The universe is a very messy place.

Feb 10, 2007 04:30

So I spent a while talking to alex, wired out of my mind from watching "Crank," and doing some serious thinking about the nature of reality. Recap, in no particular order, and without, like our conversation, any conclusions. Just stuff to think about.

Problems:

Complexity (And other horrible large scales things).

Small things.
Keep asking "what's it made of?" and eventually you'll end up confused, irritated and depressed. Ok. So there's matter, and than there are atoms, and than there are atomic components - electrons, neutrons, protons, followed by muons, gluons, quarks, gravitons, photons, bosons, neutrinos and other assorted elementary particles.... Than we have strings and domain walls and things (which I need to learn more about), followed by....? Pure quantum functions? On what framework?

Big things.
Conversely, keep asking "what's outside?" and you'll end up in pretty much the same state. Obviously, the first thing that comes to mind when thinking of really big things is the universe. That's bad enough; almost manageble if thought of as a big bubble, not so much if thought of as truly infinite. Either way, you're going to get, at some point, to the question...."Where is the universe?" Is it inside of something else, or is truly the only something that exists. Pick the former, and you get a nasty case of recursion sickness, pick the latter and you get a headache.

Gravity.
If gravity is theoretically made of particles, and particles are waves... I don't even want to go there. Really, regardless of whether gravity consists of particles, waves, elves, chickens, distortions in space-time or flaws in space-time (any number of other things, also), we run into the framework problem again. SEE: Small Things.

Human scale stuff (sort of).

The indisputable insignifigance of the human race.

Think about the stuff above, and just try to say that the human race is incredibly important in the grand scheme of things. Definition: Emergent Property; essential means "a property that stems from something being more than the sum of it's parts." For example: Ants. Ants are very stupid little creatures, wandering pretty much aimlessly, leaving little trails of phermones, picking stuff up, and returning, albeit rather circuitously at first. Acutally, that should be "an ant is a very stupid creature." However, when you put a bunch of ants together as a colony, all of a sudden, something much more intelligent arises. Ant hills have some very intersting properties; the collective of ants wandering evenutally solves a very complex problem, and devlops a highly optomized route to and from food sources. Ant = dumb, ants = smart.

Think of the earth as a cell (or colony, whichever you prefer), where humans are simply multi-purpose structures.... communications, construction, etc... Animals and things taking care of other duties, etc and soforth.
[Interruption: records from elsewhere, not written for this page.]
//! Repository traits the core depends on.
//! Implementations own persistence; callers only ever see cloned snapshots.

use crate::types::{
    BlockObservation, MinerRiskRecord, Peer, PlaguedBlockRecord, TransactionObservation,
};
use async_trait::async_trait;
use thiserror::Error;

#[derive(Error, Debug, Clone, PartialEq, Eq)]
pub enum StorageError {
    #[error("Storage backend unavailable: {0}")]
    Unavailable(String),
    #[error("Unknown peer: {0}")]
    UnknownPeer(String),
    #[error("Storage operation failed: {0}")]
    Backend(String),
}

/// Per-miner risk accumulation.
#[cfg_attr(test, mockall::automock)]
#[async_trait]
pub trait RiskRepository: Send + Sync {
    /// Atomically folds one datapoint into the miner's record, creating it if
    /// absent. Updates for the same pubkey must be linearized.
    async fn upsert_risk(
        &self,
        pubkey: &str,
        value: f64,
        block_number: Option<u64>,
    ) -> Result<MinerRiskRecord, StorageError>;

    /// Fetch a single miner record
    async fn get_risk(&self, pubkey: &str) -> Result<Option<MinerRiskRecord>, StorageError>;

    /// Point-in-time copy of every miner record, ordered by pubkey.
    async fn snapshot(&self) -> Result<Vec<MinerRiskRecord>, StorageError>;
}

/// Violation annotations keyed by block number.
#[cfg_attr(test, mockall::automock)]
#[async_trait]
pub trait ViolationRepository: Send + Sync {
    async fn lookup_violation(
        &self,
        block_number: u64,
    ) -> Result<Option<PlaguedBlockRecord>, StorageError>;

    /// Insert or replace the record for `record.number`
    async fn put_violation(&self, record: PlaguedBlockRecord) -> Result<(), StorageError>;

    /// Atomically applies a flag to `block_number`, creating the record if
    /// absent. Label and severity are replaced; `last_violation` keeps the
    /// later timestamp. Flags for the same block must be linearized.
    async fn flag_violation(
        &self,
        block_number: u64,
        label: &str,
        severity: i64,
        timestamp: Option<u64>,
    ) -> Result<PlaguedBlockRecord, StorageError>;

    /// Atomically empties the label on `block_number`. Returns false when no
    /// record exists.
    async fn clear_violation(&self, block_number: u64) -> Result<bool, StorageError>;
}

/// Raw P2P propagation facts.
#[cfg_attr(test, mockall::automock)]
#[async_trait]
pub trait ObservationStore: Send + Sync {
    /// Returns the existing peer or registers a new one.
    async fn get_or_insert_peer(&self, peer_id: &str) -> Result<Peer, StorageError>;

    /// Stores a transaction sighting. Returns false if an identical
    /// `(tx_hash, peer, tx_first_seen)` row already exists.
    async fn record_transaction(
        &self,
        observation: TransactionObservation,
    ) -> Result<bool, StorageError>;

    /// Stores a block sighting and returns it with its assigned id.
    async fn record_block(
        &self,
        observation: BlockObservation,
    ) -> Result<BlockObservation, StorageError>;

    /// Earliest sighting of a transaction hash
    async fn first_transaction_by_hash(
        &self,
        tx_hash: &str,
    ) -> Result<Option<TransactionObservation>, StorageError>;

    /// Earliest sighting of a block hash
    async fn first_block_by_hash(
        &self,
        block_hash: &str,
    ) -> Result<Option<BlockObservation>, StorageError>;

    /// Every sighting claiming the given block number, earliest first.
    async fn blocks_by_number(
        &self,
        block_number: u64,
    ) -> Result<Vec<BlockObservation>, StorageError>;

    async fn peer_transactions(
        &self,
        peer_id: &str,
    ) -> Result<Vec<TransactionObservation>, StorageError>;

    async fn peer_blocks(&self, peer_id: &str) -> Result<Vec<BlockObservation>, StorageError>;
}
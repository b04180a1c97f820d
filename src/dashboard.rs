//! Entry point the transport layer talks to.

use crate::aggregator::RiskAggregator;
use crate::config::Config;
use crate::memory_store::MemoryStore;
use crate::ranking::{DashboardPage, RankingEngine, RankingError, SortBy, SortOrder};
use crate::storage_traits::{ObservationStore, RiskRepository, StorageError, ViolationRepository};
use crate::violations::{ViolationAnnotator, ViolationDetector};
use serde::{Deserialize, Serialize};
use std::sync::Arc;
use tracing::{info, instrument};

/// Query parameters of a miners listing request, as the HTTP layer binds
/// them (`?page=0&pagesize=20&order_by=rank&sort_order=desc`).
#[derive(Debug, Clone, Default, PartialEq, Eq, Serialize, Deserialize)]
#[serde(default)]
pub struct MinersQuery {
    pub page: usize,
    #[serde(rename = "pagesize", alias = "page_size")]
    pub page_size: Option<usize>,
    pub order_by: Option<SortBy>,
    pub sort_order: Option<SortOrder>,
}

/// One recorded risk datapoint, as replayed from a capture file.
#[derive(Debug, Clone, PartialEq, Serialize, Deserialize)]
pub struct DatapointEntry {
    pub miner: String,
    pub value: f64,
    #[serde(default)]
    pub block_number: Option<u64>,
}

/// One recorded violation flag. An empty label is stored like any other and
/// simply never surfaces on the leaderboard.
#[derive(Debug, Clone, PartialEq, Eq, Serialize, Deserialize)]
pub struct ViolationFlag {
    pub block_number: u64,
    pub violations: String,
    #[serde(default = "default_flag_severity")]
    pub severity: i64,
    #[serde(default)]
    pub last_violation: Option<u64>,
}

fn default_flag_severity() -> i64 {
    1
}

pub struct MinerDashboard {
    aggregator: RiskAggregator,
    annotator: ViolationAnnotator,
    detector: ViolationDetector,
    ranking: RankingEngine,
    default_page_size: usize,
}

impl MinerDashboard {
    pub fn new(
        config: &Config,
        risks: Arc<dyn RiskRepository>,
        violations: Arc<dyn ViolationRepository>,
        observations: Arc<dyn ObservationStore>,
    ) -> Self {
        let annotator = ViolationAnnotator::new(violations.clone());
        Self {
            aggregator: RiskAggregator::new(risks.clone()),
            detector: ViolationDetector::new(
                observations,
                annotator.clone(),
                config.ranking.violation_severity,
            ),
            annotator,
            ranking: RankingEngine::new(risks, violations, &config.ranking),
            default_page_size: config.ranking.default_page_size,
        }
    }

    /// Dashboard over a single in-process store.
    pub fn in_memory(config: &Config) -> (Self, Arc<MemoryStore>) {
        let store = Arc::new(MemoryStore::new());
        info!("Using in-memory miner store");
        let dashboard = Self::new(config, store.clone(), store.clone(), store.clone());
        (dashboard, store)
    }

    pub async fn add_datapoint(&self, miner_id: &str, value: f64) -> Result<(), StorageError> {
        self.aggregator.add_datapoint(miner_id, value).await
    }

    pub async fn add_block_datapoint(
        &self,
        miner_id: &str,
        value: f64,
        block_number: u64,
    ) -> Result<(), StorageError> {
        self.aggregator
            .add_block_datapoint(miner_id, value, block_number)
            .await
    }

    pub async fn get_ranked_miners(
        &self,
        page: usize,
        page_size: usize,
        sort_by: Option<SortBy>,
        sort_order: Option<SortOrder>,
    ) -> Result<DashboardPage, RankingError> {
        self.ranking
            .get_ranked_miners(page, page_size, sort_by, sort_order)
            .await
    }

    /// Serves a listing request, falling back to the configured page size.
    #[instrument(skip(self))]
    pub async fn miners(&self, query: &MinersQuery) -> Result<DashboardPage, RankingError> {
        let page_size = query.page_size.unwrap_or(self.default_page_size);
        self.get_ranked_miners(query.page, page_size, query.order_by, query.sort_order)
            .await
    }

    /// Feeds recorded datapoints through the aggregator, in order.
    #[instrument(skip_all, fields(count = entries.len()))]
    pub async fn replay_datapoints(&self, entries: &[DatapointEntry]) -> Result<(), StorageError> {
        for entry in entries {
            match entry.block_number {
                Some(number) => {
                    self.add_block_datapoint(&entry.miner, entry.value, number)
                        .await?
                }
                None => self.add_datapoint(&entry.miner, entry.value).await?,
            }
        }
        Ok(())
    }

    /// Applies recorded violation flags, including empty-label ones.
    #[instrument(skip_all, fields(count = flags.len()))]
    pub async fn replay_violations(&self, flags: &[ViolationFlag]) -> Result<(), StorageError> {
        for flag in flags {
            self.annotator
                .flag_block(
                    flag.block_number,
                    &flag.violations,
                    flag.severity,
                    flag.last_violation,
                )
                .await?;
        }
        Ok(())
    }

    pub fn annotator(&self) -> &ViolationAnnotator {
        &self.annotator
    }

    pub fn detector(&self) -> &ViolationDetector {
        &self.detector
    }

    pub fn aggregator(&self) -> &RiskAggregator {
        &self.aggregator
    }
}
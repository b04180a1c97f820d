//! # minerwatch
//!
//! Risk scoring and ranking for a P2P block propagation dashboard.
//!
//! - [`types`]: observation, risk and violation records
//! - [`storage_traits`]: repository seams the core depends on
//! - [`memory_store`]: in-process implementation of those repositories
//! - [`aggregator`]: per-miner running risk totals
//! - [`violations`]: block-number violation flags and detection
//! - [`ranking`]: standings, sorting and pagination
//! - [`dashboard`]: the facade handed to the transport layer

pub mod aggregator;
pub mod config;
pub mod dashboard;
pub mod memory_store;
pub mod ranking;
pub mod storage_traits;
pub mod types;
pub mod violations;

pub use dashboard::{MinerDashboard, MinersQuery};
pub use ranking::{DashboardPage, MinerDisplayRow, RankingError, SortBy, SortOrder};
pub use storage_traits::StorageError;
Now, if humans are ants/structures, and the earth is, for our purposes here, the result, already humans are seeming less important. Now scale back some more. Imagine the earth as a single cell in something larger. The human body contains billions upon billions of cells. Where does that leave our earth/cell, with its tiny human parts?

Ouch.

Problems with time.

As I'm getting tired of typing, I'm going to be really quick on this one... Basically, time tends to be subjective, often to the point of flying when you're having fun, and dragging when you're not. This is odd, considering humans are taught/wired to understand time as discrete instances... moreso when one tries to define the smallest unit of time... the "instant." It's like counting up from zero using fractions....where do you start? .01 x 10^-100000 ?
Smaller than that? Is time just a result of entropy...ie: the king's best horses attempting to put an animated egg back together, when really, broken is sort of an entropic end-point (we'll avoid heat, where it goes, the heat-death of the universe or maybe not, and what happens when there isn't any energy left except for heat...though I think that's what the heat-death deal is all about.)

Allright, I'm done for now. I've already forgotten the rest of what was being discussed, though I've remembered why I try to avoid thinking too much about such things. Existencial {sp?} depression is a bitch.